EXTRACTED INFORMATION →
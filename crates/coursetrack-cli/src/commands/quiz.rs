//! The `coursetrack quiz` command.

use std::path::PathBuf;

use anyhow::{Context, Result};

use coursetrack_core::progress::PASS_MARK_PERCENT;
use coursetrack_core::quiz;

use super::open_session;

pub fn execute(
    config_path: Option<PathBuf>,
    module_id: String,
    answers: Option<String>,
) -> Result<()> {
    let mut session = open_session(config_path)?;
    let module = session
        .catalog()
        .module(&module_id)
        .ok_or_else(|| anyhow::anyhow!("unknown module: {module_id}"))?
        .clone();

    let Some(answers) = answers else {
        println!("{} quiz ({} questions)", module.title, module.quiz.len());
        println!();
        for (i, q) in module.quiz.iter().enumerate() {
            println!("{}. {}", i + 1, q.prompt);
            for (j, option) in q.options.iter().enumerate() {
                println!("   {}) {}", j + 1, option);
            }
        }
        println!();
        println!(
            "Submit with: coursetrack quiz {} --answers <n,n,...>",
            module.id
        );
        if let Some(score) = session.record().quiz_score(&module.id) {
            println!("Last score: {}/{} ({}%)", score.correct, score.total, score.percent());
        }
        return Ok(());
    };

    let selections = parse_answers(&answers)?;
    if selections.len() > module.quiz.len() {
        tracing::warn!(
            given = selections.len(),
            questions = module.quiz.len(),
            "extra answers ignored"
        );
    }

    let score = session.submit_quiz(&module.id, &selections)?;
    println!(
        "Score: {}/{} ({}%)",
        score.correct,
        score.total,
        score.percent()
    );
    if score.is_passing() {
        println!("Pass");
    } else {
        println!("Retake: the pass mark is {PASS_MARK_PERCENT}%");
    }
    println!();

    for (i, (q, r)) in module
        .quiz
        .iter()
        .zip(quiz::review(&module.quiz, &selections))
        .enumerate()
    {
        let mark = if r.is_correct { "correct" } else { "wrong" };
        println!("{}. {} [{mark}]", i + 1, q.prompt);
        if !r.is_correct {
            let answer = q
                .options
                .get(r.answer_index)
                .map(String::as_str)
                .unwrap_or("?");
            println!("   Answer: {answer}");
        }
        if let Some(explanation) = &r.explanation {
            println!("   {explanation}");
        }
    }

    Ok(())
}

/// Parse `2,1,-,3` into zero-based selections; `-` or an empty slot is unanswered.
fn parse_answers(input: &str) -> Result<Vec<Option<usize>>> {
    input
        .split(',')
        .map(str::trim)
        .enumerate()
        .map(|(i, part)| {
            if part.is_empty() || part == "-" {
                return Ok(None);
            }
            let n: usize = part
                .parse()
                .with_context(|| format!("answer {} is not a number: {part:?}", i + 1))?;
            anyhow::ensure!(n >= 1, "answer {} must be 1 or greater", i + 1);
            Ok(Some(n - 1))
        })
        .collect()
}

#[cfg(test)]
mod tests {
    use super::*;

    #[test]
    fn answers_are_one_based() {
        assert_eq!(
            parse_answers("2,1,3").unwrap(),
            vec![Some(1), Some(0), Some(2)]
        );
    }

    #[test]
    fn dash_and_blank_are_unanswered() {
        assert_eq!(
            parse_answers("1, - ,,2").unwrap(),
            vec![Some(0), None, None, Some(1)]
        );
    }

    #[test]
    fn rejects_zero_and_garbage() {
        assert!(parse_answers("0").is_err());
        assert!(parse_answers("1,b").is_err());
    }
}
//! TOML course catalog parser.
//!
//! Loads catalogs from TOML files and directories, and validates them.

use std::collections::HashSet;
use std::path::Path;

use anyhow::{Context, Result};
use serde::Deserialize;

use crate::model::{default_reference_prefix, Catalog, Lesson, Module, Question};

/// Intermediate TOML structure for parsing catalog files.
#[derive(Debug, Deserialize)]
struct TomlCatalogFile {
    course: TomlCourseHeader,
    #[serde(default)]
    modules: Vec<TomlModule>,
}

#[derive(Debug, Deserialize)]
struct TomlCourseHeader {
    title: String,
    version: String,
    #[serde(default = "default_reference_prefix")]
    reference_prefix: String,
}

#[derive(Debug, Deserialize)]
struct TomlModule {
    id: String,
    title: String,
    #[serde(default)]
    description: String,
    #[serde(default)]
    est_minutes: u32,
    #[serde(default)]
    lessons: Vec<TomlLesson>,
    #[serde(default)]
    quiz: Vec<TomlQuestion>,
}

#[derive(Debug, Deserialize)]
struct TomlLesson {
    id: String,
    title: String,
    #[serde(default)]
    duration_min: u32,
    #[serde(default)]
    content: String,
}

#[derive(Debug, Deserialize)]
struct TomlQuestion {
    id: String,
    prompt: String,
    options: Vec<String>,
    answer_index: usize,
    #[serde(default)]
    explanation: Option<String>,
}

/// Parse a single TOML file into a `Catalog`.
pub fn parse_catalog(path: &Path) -> Result<Catalog> {
    let content = std::fs::read_to_string(path)
        .with_context(|| format!("failed to read catalog file: {}", path.display()))?;

    parse_catalog_str(&content, path)
}

/// Parse a TOML string into a `Catalog` (useful for testing).
pub fn parse_catalog_str(content: &str, source_path: &Path) -> Result<Catalog> {
    let parsed: TomlCatalogFile = toml::from_str(content)
        .with_context(|| format!("failed to parse TOML: {}", source_path.display()))?;

    let modules = parsed
        .modules
        .into_iter()
        .map(|m| Module {
            id: m.id,
            title: m.title,
            description: m.description,
            est_minutes: m.est_minutes,
            lessons: m
                .lessons
                .into_iter()
                .map(|l| Lesson {
                    id: l.id,
                    title: l.title,
                    duration_min: l.duration_min,
                    content: l.content,
                })
                .collect(),
            quiz: m
                .quiz
                .into_iter()
                .map(|q| Question {
                    id: q.id,
                    prompt: q.prompt,
                    options: q.options,
                    answer_index: q.answer_index,
                    explanation: q.explanation,
                })
                .collect(),
        })
        .collect();

    Ok(Catalog {
        title: parsed.course.title,
        version: parsed.course.version,
        reference_prefix: parsed.course.reference_prefix,
        modules,
    })
}

/// Recursively load all `.toml` catalog files from a directory.
pub fn load_catalog_directory(dir: &Path) -> Result<Vec<Catalog>> {
    let mut catalogs = Vec::new();

    if !dir.is_dir() {
        anyhow::bail!("not a directory: {}", dir.display());
    }

    for entry in std::fs::read_dir(dir)
        .with_context(|| format!("failed to read directory: {}", dir.display()))?
    {
        let entry = entry?;
        let path = entry.path();

        if path.is_dir() {
            catalogs.extend(load_catalog_directory(&path)?);
        } else if path.extension().is_some_and(|ext| ext == "toml") {
            match parse_catalog(&path) {
                Ok(catalog) => catalogs.push(catalog),
                Err(e) => {
                    tracing::warn!("skipping {}: {}", path.display(), e);
                }
            }
        }
    }

    Ok(catalogs)
}

/// A warning from catalog validation.
#[derive(Debug, Clone)]
pub struct ValidationWarning {
    /// The module ID (if applicable).
    pub module_id: Option<String>,
    /// Warning message.
    pub message: String,
}

impl ValidationWarning {
    fn module(module_id: &str, message: impl Into<String>) -> Self {
        Self {
            module_id: Some(module_id.to_string()),
            message: message.into(),
        }
    }
}

/// Validate a catalog for issues that would make the course impossible to finish
/// or confuse progress tracking.
pub fn validate_catalog(catalog: &Catalog) -> Vec<ValidationWarning> {
    let mut warnings = Vec::new();

    if catalog.version.trim().is_empty() {
        warnings.push(ValidationWarning {
            module_id: None,
            message: "course version is empty".into(),
        });
    }

    if catalog.modules.is_empty() {
        warnings.push(ValidationWarning {
            module_id: None,
            message: "course has no modules".into(),
        });
    }

    // Module ids key quiz scores, lesson ids key completion; both must be unique
    let mut seen_modules = HashSet::new();
    let mut seen_lessons = HashSet::new();
    for module in &catalog.modules {
        if !seen_modules.insert(&module.id) {
            warnings.push(ValidationWarning::module(
                &module.id,
                format!("duplicate module ID: {}", module.id),
            ));
        }
        for lesson in &module.lessons {
            if !seen_lessons.insert(&lesson.id) {
                warnings.push(ValidationWarning::module(
                    &module.id,
                    format!("duplicate lesson ID: {}", lesson.id),
                ));
            }
            if lesson.content.trim().is_empty() {
                warnings.push(ValidationWarning::module(
                    &module.id,
                    format!("lesson {} has no content", lesson.id),
                ));
            }
        }
    }

    for module in &catalog.modules {
        if module.quiz.is_empty() {
            warnings.push(ValidationWarning::module(
                &module.id,
                "module has no quiz questions and can never be passed",
            ));
        }

        let mut seen_questions = HashSet::new();
        for q in &module.quiz {
            if !seen_questions.insert(&q.id) {
                warnings.push(ValidationWarning::module(
                    &module.id,
                    format!("duplicate question ID: {}", q.id),
                ));
            }
            if q.options.len() < 2 {
                warnings.push(ValidationWarning::module(
                    &module.id,
                    format!("question {} needs at least 2 options", q.id),
                ));
            }
            if q.answer_index >= q.options.len() {
                warnings.push(ValidationWarning::module(
                    &module.id,
                    format!(
                        "question {} answer_index {} is out of range ({} options)",
                        q.id,
                        q.answer_index,
                        q.options.len()
                    ),
                ));
            }
        }
    }

    warnings
}
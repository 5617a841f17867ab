//! Quiz submission scoring.

use serde::Serialize;

use crate::model::Question;
use crate::progress::QuizScore;

/// Score a submission.
///
/// `selections[i]` is the option chosen for `questions[i]`; `None` marks an
/// unanswered question. Missing trailing selections count as unanswered, and
/// unanswered questions are simply wrong. `total` is always the number of
/// questions.
///
/// The evaluator does not know whether this quiz was already submitted;
/// locking a submitted quiz is the caller's concern.
pub fn evaluate(questions: &[Question], selections: &[Option<usize>]) -> QuizScore {
    let correct = questions
        .iter()
        .enumerate()
        .filter(|(i, q)| selected(selections, *i) == Some(q.answer_index))
        .count();

    QuizScore::new(correct as u32, questions.len() as u32)
}

/// Per-question feedback shown after submission.
#[derive(Debug, Clone, PartialEq, Eq, Serialize)]
pub struct AnswerReview {
    pub question_id: String,
    pub selected: Option<usize>,
    pub answer_index: usize,
    pub is_correct: bool,
    pub explanation: Option<String>,
}

pub fn review(questions: &[Question], selections: &[Option<usize>]) -> Vec<AnswerReview> {
    questions
        .iter()
        .enumerate()
        .map(|(i, q)| {
            let selected = selected(selections, i);
            AnswerReview {
                question_id: q.id.clone(),
                selected,
                answer_index: q.answer_index,
                is_correct: selected == Some(q.answer_index),
                explanation: q.explanation.clone(),
            }
        })
        .collect()
}

fn selected(selections: &[Option<usize>], index: usize) -> Option<usize> {
    selections.get(index).copied().flatten()
}

#[cfg(test)]
mod tests {
    use super::*;

    fn question(id: &str, answer_index: usize) -> Question {
        Question {
            id: id.into(),
            prompt: format!("Question {id}"),
            options: vec!["a".into(), "b".into(), "c".into()],
            answer_index,
            explanation: Some(format!("because {answer_index}")),
        }
    }

    fn three_questions() -> Vec<Question> {
        vec![question("q1", 1), question("q2", 0), question("q3", 2)]
    }

    #[test]
    fn only_matching_selections_score() {
        let score = evaluate(&three_questions(), &[Some(1), Some(1), Some(0)]);
        assert_eq!(score, QuizScore::new(1, 3));
    }

    #[test]
    fn all_correct() {
        let score = evaluate(&three_questions(), &[Some(1), Some(0), Some(2)]);
        assert_eq!(score, QuizScore::new(3, 3));
        assert!(score.is_passing());
    }

    #[test]
    fn unanswered_questions_are_wrong() {
        let qs = three_questions();
        assert_eq!(evaluate(&qs, &[None, None, None]), QuizScore::new(0, 3));
        assert_eq!(evaluate(&qs, &[]), QuizScore::new(0, 3));
        assert_eq!(evaluate(&qs, &[Some(1)]), QuizScore::new(1, 3));
    }

    #[test]
    fn extra_selections_are_ignored() {
        let score = evaluate(&three_questions(), &[Some(1), Some(0), Some(2), Some(5)]);
        assert_eq!(score.total, 3);
        assert_eq!(score.correct, 3);
    }

    #[test]
    fn empty_quiz_scores_zero_of_zero() {
        let score = evaluate(&[], &[Some(0)]);
        assert_eq!(score, QuizScore::new(0, 0));
        assert!(!score.is_passing());
    }

    #[test]
    fn review_marks_each_answer() {
        let reviews = review(&three_questions(), &[Some(1), None]);
        assert_eq!(reviews.len(), 3);
        assert!(reviews[0].is_correct);
        assert_eq!(reviews[1].selected, None);
        assert!(!reviews[1].is_correct);
        assert_eq!(reviews[2].answer_index, 2);
        assert_eq!(reviews[2].explanation.as_deref(), Some("because 2"));
    }
}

WHAT YOU NEED TO DO → Once you have identified the lines above that contain "HashSet", copy each of them.

RESPONSE →
use std::collections::HashSet;
    let mut seen_modules = HashSet::new();
    let mut seen_lessons = HashSet::new();
        let mut seen_questions = HashSet::new();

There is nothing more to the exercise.